Tuesday, August 23, 2005

Acorns revisited

I have still not figured out the mystical significance (if any) of acorns. But they still keep turning up somehow connected with rosaries.

Here's a recent item that turned up on Ebay -- a nice wooden rosary with acorn-shaped marker beads. It's Italian-made, but it's a souvenir from Our Lady of Fatima Shrine in New York state.

Acornpaters

The seller speculates that perhaps the beads are made of oak wood, which would explain why the Our Father beads (gauds) might be in the form of acorns. This is certainly possible, although (with the exception of olive wood beads from Palestine) most wooden rosary beads in modern times don't seem to be made from anything special -- often just some nameless inexpensive wood, sometimes ebony or rosewood.
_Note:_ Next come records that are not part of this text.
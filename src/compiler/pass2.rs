// Copyright (C) 2026 Michael Wilson <mike@mdwn.dev>
//
// This program is free software: you can redistribute it and/or modify it under
// the terms of the GNU General Public License as published by the Free Software
// Foundation, version 3.
//
// This program is distributed in the hope that it will be useful, but WITHOUT
// ANY WARRANTY; without even the implied warranty of MERCHANTABILITY or FITNESS
// FOR A PARTICULAR PURPOSE. See the GNU General Public License for more details.
//
// You should have received a copy of the GNU General Public License along with
// this program. If not, see <https://www.gnu.org/licenses/>.
//
use tracing::{info, warn};

use crate::events::{EventStream, RegisterEvent};

/// Splits logical writes into address and data bus events.
///
/// Writes sharing a timestamp form a batch. Within a batch every bus event is
/// `settle_delay` samples after the previous one, so a batch of n writes
/// occupies 2n consecutive slots starting at its timestamp. The offset resets
/// at each new timestamp. A batch that would start before the previous batch
/// has finished is pushed back to the first free slot so that the output
/// stays time ordered and no write is issued while the bus is still settling.
pub fn compile_pass2(pass1: &EventStream, settle_delay: u32) -> EventStream {
    let mut events = EventStream::with_capacity(pass1.len() * 2);

    let mut batch_time = None;
    let mut origin = 0u32;
    let mut offset = 0u32;
    let mut next_free = 0u32;

    for write in pass1 {
        if batch_time != Some(write.sample_time) {
            batch_time = Some(write.sample_time);
            offset = 0;
            origin = write.sample_time.max(next_free);
            if origin > write.sample_time {
                warn!(
                    time = write.sample_time,
                    deferred_by = origin - write.sample_time,
                    "Register writes overlap the previous batch, deferring."
                );
            }
        }

        events.push(RegisterEvent {
            sample_time: origin.saturating_add(offset),
            address: write.address,
            data: write.data,
            is_data_phase: false,
        });
        offset = offset.saturating_add(settle_delay);

        events.push(RegisterEvent {
            sample_time: origin.saturating_add(offset),
            address: write.address,
            data: write.data,
            is_data_phase: true,
        });
        offset = offset.saturating_add(settle_delay);

        next_free = origin.saturating_add(offset);
    }

    info!(
        events = events.len(),
        writes = pass1.len(),
        settle_delay,
        "Pass 2 complete."
    );
    events
}

#[cfg(test)]
mod tests {
    use super::*;
    use crate::compiler::{compile_pass1, Score};
    use crate::timing::ChipTiming;

    fn demo_pass2() -> (EventStream, EventStream) {
        let timing = ChipTiming::default();
        let pass1 = compile_pass1(&Score::demo(&timing, 120)).unwrap();
        let pass2 = compile_pass2(&pass1, timing.settle_delay_samples());
        (pass1, pass2)
    }

    #[test]
    fn test_demo_event_count() {
        let (pass1, pass2) = demo_pass2();
        assert_eq!(pass2.len(), 100);
        assert_eq!(pass2.len(), pass1.len() * 2);
        assert!(pass2.is_time_ordered());
    }

    #[test]
    fn test_phases_are_paired() {
        let (pass1, pass2) = demo_pass2();
        for (write, pair) in pass1.iter().zip(pass2.as_slice().chunks(2)) {
            let (address, data) = (pair[0], pair[1]);
            assert!(!address.is_data_phase);
            assert!(data.is_data_phase);
            assert_eq!(data.sample_time, address.sample_time + 2);
            assert_eq!((address.address, address.data), (write.address, write.data));
            assert_eq!((data.address, data.data), (write.address, write.data));
        }
    }

    #[test]
    fn test_batches_occupy_consecutive_slots() {
        let (pass1, pass2) = demo_pass2();
        let q = 27965;

        // Setup and the first note share sample 0: 37 writes, 74 events.
        for (i, event) in pass2.iter().take(74).enumerate() {
            assert_eq!(event.sample_time, 2 * i as u32);
        }

        // Each later note starts exactly on its beat. The offset never drifts.
        for beat in 1..4u32 {
            let start = pass2
                .iter()
                .position(|e| e.sample_time >= beat * q)
                .unwrap();
            let batch = &pass2.as_slice()[start..start + 8];
            for (i, event) in batch.iter().enumerate() {
                assert_eq!(event.sample_time, beat * q + 2 * i as u32);
            }
        }

        // The final key-off is alone in its batch.
        let last = pass1.get(pass1.len() - 1).unwrap();
        assert_eq!(last.sample_time, 4 * q);
        assert_eq!(pass2.last_sample_time(), Some(4 * q + 2));
    }

    #[test]
    fn test_overlapping_batch_is_deferred() {
        let mut pass1 = EventStream::new();
        pass1.push_write(0, 0x20, 0xC7);
        pass1.push_write(0, 0x28, 0x4A);
        pass1.push_write(0, 0x08, 0x78);
        pass1.push_write(5, 0x08, 0x00);
        pass1.push_write(5, 0x28, 0x3E);
        pass1.push_write(100, 0x08, 0x00);

        let pass2 = compile_pass2(&pass1, 2);
        let times: Vec<u32> = pass2.iter().map(|e| e.sample_time).collect();
        assert_eq!(
            times,
            vec![0, 2, 4, 6, 8, 10, 12, 14, 16, 18, 100, 102]
        );
        assert!(pass2.is_time_ordered());
    }

    #[test]
    fn test_empty_stream() {
        let pass2 = compile_pass2(&EventStream::new(), 2);
        assert!(pass2.is_empty());
    }
}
The acorns could also be a reference to the original vision of Fatima, where -- if I'm remembering correctly -- children saw the Virgin Mary in the top of a small oak tree.

However none of this explains the presence of acorn-shaped beads in rosaries made before 1917, the date of the visions at Fatima. In particular, it doesn't explain Balthasar's acorns, a portrait from the 1500s showing a rosary with just such beads.

I'm still looking for clues.

In the meantime, it would also be nice to find some modern wooden acorn-shaped beads to make a reproduction of Balthasar's beads, but I don't seem to find those either. They don't look in the painting as though they are particularly finely carved, and the one modern set of beads I've seen that resembled them were also rather crudely carved (I assume they are "folk art"). Unfortunately I'm no woodcarver or I'd try making some.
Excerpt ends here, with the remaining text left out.